_ACTIVITY_
Using the lines below, work out the count of those that hold "CITIES". Give the number only.

[Opening TASK INPUT section]

use vibe_lib::embeddings::Embedding;
use vibe_lib::retrieval::{Ranking, Retrieval, VideoIndex};
use crate::error::AppError;
use crate::term::Console;
use super::Session;

const SUMMARY_WORDS: usize = 20;

/// Semantic search over video segments.
pub struct Search {
    embedding: Box<dyn Embedding>,
    index: VideoIndex,
    ranking: Ranking,
}

impl Search {
    /// Create an instance over a loaded index.
    pub fn new(embedding: Box<dyn Embedding>, index: VideoIndex, ranking: Ranking) -> Self {
        Search { embedding, index, ranking }
    }
}

impl Session for Search {
    fn title(&self) -> &'static str {
        "You can now search for videos."
    }

    fn intro(&self) -> Vec<String> {
        let threshold = self.ranking.threshold.unwrap_or_default();
        vec![format!("Showing up to {} videos with similarity of at least {threshold}.", self.ranking.top_k)]
    }

    fn help(&self) -> &'static str {
        "Enter a search query. Video segments are ranked by the cosine similarity\n\
of their embeddings to the query embedding."
    }

    fn handle(&mut self, input: &str, console: &mut dyn Console) -> Result<(), AppError> {
        let query = self.embedding.get_embedding(input)?;

        let videos = match self.index.search(&query, &self.ranking)? {
            Retrieval::Found(videos) => videos,
            Retrieval::NoResults => {
                console.info(&format!("No videos found similar to '{input}'. Try a different search term."));
                return Ok(());
            }
        };

        console.info(&format!("Videos similar to '{input}':"));
        for scored in videos {
            let video = scored.item;
            console.info("");
            console.info(&format!("- {}", video.title));
            console.info(&format!("  Summary: {}", video.summary_preview(SUMMARY_WORDS)));
            console.info(&format!("  YouTube: {}", video.youtube_url()));
            console.info(&format!("  Similarity: {:.4}", scored.score));
            console.info(&format!("  Speakers: {}", video.speaker));
        }

        Ok(())
    }
}
//! API transport.
mod client;
mod http;

#[cfg(test)]
pub mod stub;

pub use client::Client;
pub use client::get_reqwest_client;
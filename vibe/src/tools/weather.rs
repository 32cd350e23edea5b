use serde_json::json;
use vibe_lib::tools::{ParamType, ToolParam, ToolSpec};
use vibe_lib::llm::ToolParam as InputParam;
use crate::error::AppError;
use super::Tool;

const CITIES: [(&str, &str, &str, &str);3] = [
    ("san francisco", "San Francisco", "75°F", "Sunny"),
    ("new york", "New York", "68°F", "Cloudy"),
    ("london", "London", "59°F", "Rainy"),
];

/// Mock weather service.
pub struct Weather;

impl Weather {
    /// Weather report as JSON text.
    pub fn report(city: &str) -> String {
        let lower = city.to_lowercase();
        match CITIES.iter().find(|(key, ..)| lower.contains(key)) {
            Some((_, name, temperature, condition)) => 
                json!({"city": name, "temperature": temperature, "condition": condition}).to_string(),
            None => json!({"city": city, "error": "City not found"}).to_string(),
        }
    }
}

impl Tool for Weather {

    fn spec(&self) -> ToolSpec {
        ToolSpec {
            name: "get_current_weather".to_owned(),
            description: "Gets the current weather for a given city.".to_owned(),
            params: vec![
                ToolParam {
                    name: "city".to_owned(),
                    description: "The city, e.g., San Francisco".to_owned(),
                    data_type: ParamType::String,
                    required: true,
                }
            ]
        }
    }

    fn call(&self, params: &[InputParam]) -> Result<String, AppError> {
        if params.len() == 1 {
            let param = &params[0];
            if param.name == "city" {
                if let Some(city) = param.value.as_str() {
                    Ok(Self::report(city))
                } else {
                    Ok("wrong parameter value type, expect 1 parameter called \"city\" of type string.".to_owned())
                }
            } else {
                Ok("wrong parameter name, expect 1 parameter called \"city\" of type string.".to_owned())
            }
        } else {
            Ok("wrong number of input parameters, expect 1 parameter called \"city\" of type string.".to_owned())
        }
    }
}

[Closing TASK INPUT section]

_TASK SOLUTION_
2